Start of Block

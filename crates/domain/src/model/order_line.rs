use common::{OrderId, Sku};
use serde::{Deserialize, Serialize};

/// A single line of a customer order: some quantity of one product.
///
/// Order lines are values. Two lines with the same order, product and
/// quantity are interchangeable.
#[derive(Debug, Clone, PartialEq, Eq, Hash, Serialize, Deserialize)]
pub struct OrderLine {
    pub order_id: OrderId,
    pub sku: Sku,
    pub quantity: u32,
}

impl OrderLine {
    /// Creates a new order line.
    pub fn new(order_id: impl Into<OrderId>, sku: impl Into<Sku>, quantity: u32) -> Self {
        Self {
            order_id: order_id.into(),
            sku: sku.into(),
            quantity,
        }
    }
}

End of Block

> Work item
Starting at the top of the listing above, repeat every line exactly until the line that contains "quantity are interchangeable." has been repeated too.

> Answer for this exercise
filename crates/domain/src/model/order_line.rs
use common::{OrderId, Sku};
use serde::{Deserialize, Serialize};

/// A single line of a customer order: some quantity of one product.
///
/// Order lines are values. Two lines with the same order, product and
/// quantity are interchangeable.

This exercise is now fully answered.